Task statement:
In the entries below, find the line containing "filename src/typecheck.rs" and the line containing "use std::fmt::Debug;". Copy those two lines and everything between them exactly, and only that.

Source data:
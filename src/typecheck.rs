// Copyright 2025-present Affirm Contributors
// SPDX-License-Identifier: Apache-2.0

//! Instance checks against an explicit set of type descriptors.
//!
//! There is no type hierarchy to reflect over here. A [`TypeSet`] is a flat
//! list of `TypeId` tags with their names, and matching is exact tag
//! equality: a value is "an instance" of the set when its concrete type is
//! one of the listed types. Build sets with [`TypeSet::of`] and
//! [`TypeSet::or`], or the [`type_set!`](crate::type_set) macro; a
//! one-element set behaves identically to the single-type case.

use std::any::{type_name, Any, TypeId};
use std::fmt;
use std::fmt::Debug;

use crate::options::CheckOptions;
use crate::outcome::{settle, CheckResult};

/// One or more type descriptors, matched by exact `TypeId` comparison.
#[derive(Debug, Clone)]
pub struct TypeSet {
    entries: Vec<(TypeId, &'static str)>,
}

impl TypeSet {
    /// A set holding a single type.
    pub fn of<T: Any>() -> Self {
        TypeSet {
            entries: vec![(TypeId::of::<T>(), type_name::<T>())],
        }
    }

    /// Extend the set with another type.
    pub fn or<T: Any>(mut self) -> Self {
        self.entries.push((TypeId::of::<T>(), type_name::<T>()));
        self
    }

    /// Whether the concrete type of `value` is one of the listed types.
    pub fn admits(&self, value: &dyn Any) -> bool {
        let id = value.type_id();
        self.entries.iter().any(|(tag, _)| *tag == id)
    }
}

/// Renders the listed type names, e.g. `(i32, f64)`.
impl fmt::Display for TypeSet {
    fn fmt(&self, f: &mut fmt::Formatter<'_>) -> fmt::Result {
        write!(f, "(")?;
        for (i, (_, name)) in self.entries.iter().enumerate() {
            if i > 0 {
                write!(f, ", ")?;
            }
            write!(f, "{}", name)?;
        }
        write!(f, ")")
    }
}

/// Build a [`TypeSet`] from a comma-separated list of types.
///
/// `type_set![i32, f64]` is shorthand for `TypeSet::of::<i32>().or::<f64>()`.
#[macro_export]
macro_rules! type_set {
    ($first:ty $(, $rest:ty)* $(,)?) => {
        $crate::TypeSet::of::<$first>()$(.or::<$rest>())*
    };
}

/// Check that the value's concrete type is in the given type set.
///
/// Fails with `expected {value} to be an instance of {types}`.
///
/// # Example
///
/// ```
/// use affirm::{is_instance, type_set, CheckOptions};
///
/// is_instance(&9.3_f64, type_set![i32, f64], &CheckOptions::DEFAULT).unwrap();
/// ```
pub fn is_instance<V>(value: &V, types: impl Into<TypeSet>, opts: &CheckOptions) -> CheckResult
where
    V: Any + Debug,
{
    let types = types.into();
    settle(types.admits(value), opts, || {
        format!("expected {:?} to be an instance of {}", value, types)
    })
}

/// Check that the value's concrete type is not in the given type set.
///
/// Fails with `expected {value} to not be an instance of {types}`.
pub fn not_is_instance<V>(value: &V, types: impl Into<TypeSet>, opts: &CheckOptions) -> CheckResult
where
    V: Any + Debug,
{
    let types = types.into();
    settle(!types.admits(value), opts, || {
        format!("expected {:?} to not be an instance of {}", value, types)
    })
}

--

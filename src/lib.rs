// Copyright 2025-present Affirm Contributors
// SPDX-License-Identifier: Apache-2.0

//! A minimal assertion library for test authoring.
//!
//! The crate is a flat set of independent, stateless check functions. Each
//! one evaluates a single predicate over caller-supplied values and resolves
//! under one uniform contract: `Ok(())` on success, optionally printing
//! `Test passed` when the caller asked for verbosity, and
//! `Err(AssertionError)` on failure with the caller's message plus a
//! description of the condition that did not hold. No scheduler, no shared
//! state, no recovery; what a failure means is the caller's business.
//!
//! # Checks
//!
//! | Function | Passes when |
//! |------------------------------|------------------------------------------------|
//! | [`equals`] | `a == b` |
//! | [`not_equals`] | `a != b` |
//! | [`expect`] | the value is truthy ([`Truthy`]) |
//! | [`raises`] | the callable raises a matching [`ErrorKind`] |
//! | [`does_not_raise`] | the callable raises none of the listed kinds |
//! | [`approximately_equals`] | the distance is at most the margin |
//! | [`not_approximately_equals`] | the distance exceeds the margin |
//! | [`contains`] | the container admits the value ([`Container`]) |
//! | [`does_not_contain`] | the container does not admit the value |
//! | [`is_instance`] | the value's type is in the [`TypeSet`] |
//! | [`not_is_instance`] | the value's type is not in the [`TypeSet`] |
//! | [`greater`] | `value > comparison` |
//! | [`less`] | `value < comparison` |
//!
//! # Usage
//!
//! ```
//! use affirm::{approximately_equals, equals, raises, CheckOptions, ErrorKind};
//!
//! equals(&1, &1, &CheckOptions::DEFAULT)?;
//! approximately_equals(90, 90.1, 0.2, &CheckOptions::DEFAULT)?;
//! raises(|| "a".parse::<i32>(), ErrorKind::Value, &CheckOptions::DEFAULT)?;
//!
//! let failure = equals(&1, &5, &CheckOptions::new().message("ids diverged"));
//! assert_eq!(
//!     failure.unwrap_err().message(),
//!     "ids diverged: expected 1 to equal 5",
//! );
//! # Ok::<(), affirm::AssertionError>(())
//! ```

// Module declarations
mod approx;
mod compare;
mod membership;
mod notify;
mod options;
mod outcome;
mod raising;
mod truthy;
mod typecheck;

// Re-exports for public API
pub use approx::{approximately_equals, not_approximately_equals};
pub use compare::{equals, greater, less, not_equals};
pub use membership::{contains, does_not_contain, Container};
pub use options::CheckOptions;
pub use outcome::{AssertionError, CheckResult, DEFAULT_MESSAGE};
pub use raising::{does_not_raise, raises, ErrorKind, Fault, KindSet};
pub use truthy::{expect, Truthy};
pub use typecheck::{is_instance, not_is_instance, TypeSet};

Answer to this exercise:
filename src/typecheck.rs
// Copyright 2025-present Affirm Contributors
// SPDX-License-Identifier: Apache-2.0

//! Instance checks against an explicit set of type descriptors.
//!
//! There is no type hierarchy to reflect over here. A [`TypeSet`] is a flat
//! list of `TypeId` tags with their names, and matching is exact tag
//! equality: a value is "an instance" of the set when its concrete type is
//! one of the listed types. Build sets with [`TypeSet::of`] and
//! [`TypeSet::or`], or the [`type_set!`](crate::type_set) macro; a
//! one-element set behaves identically to the single-type case.

use std::any::{type_name, Any, TypeId};
use std::fmt;
use std::fmt::Debug;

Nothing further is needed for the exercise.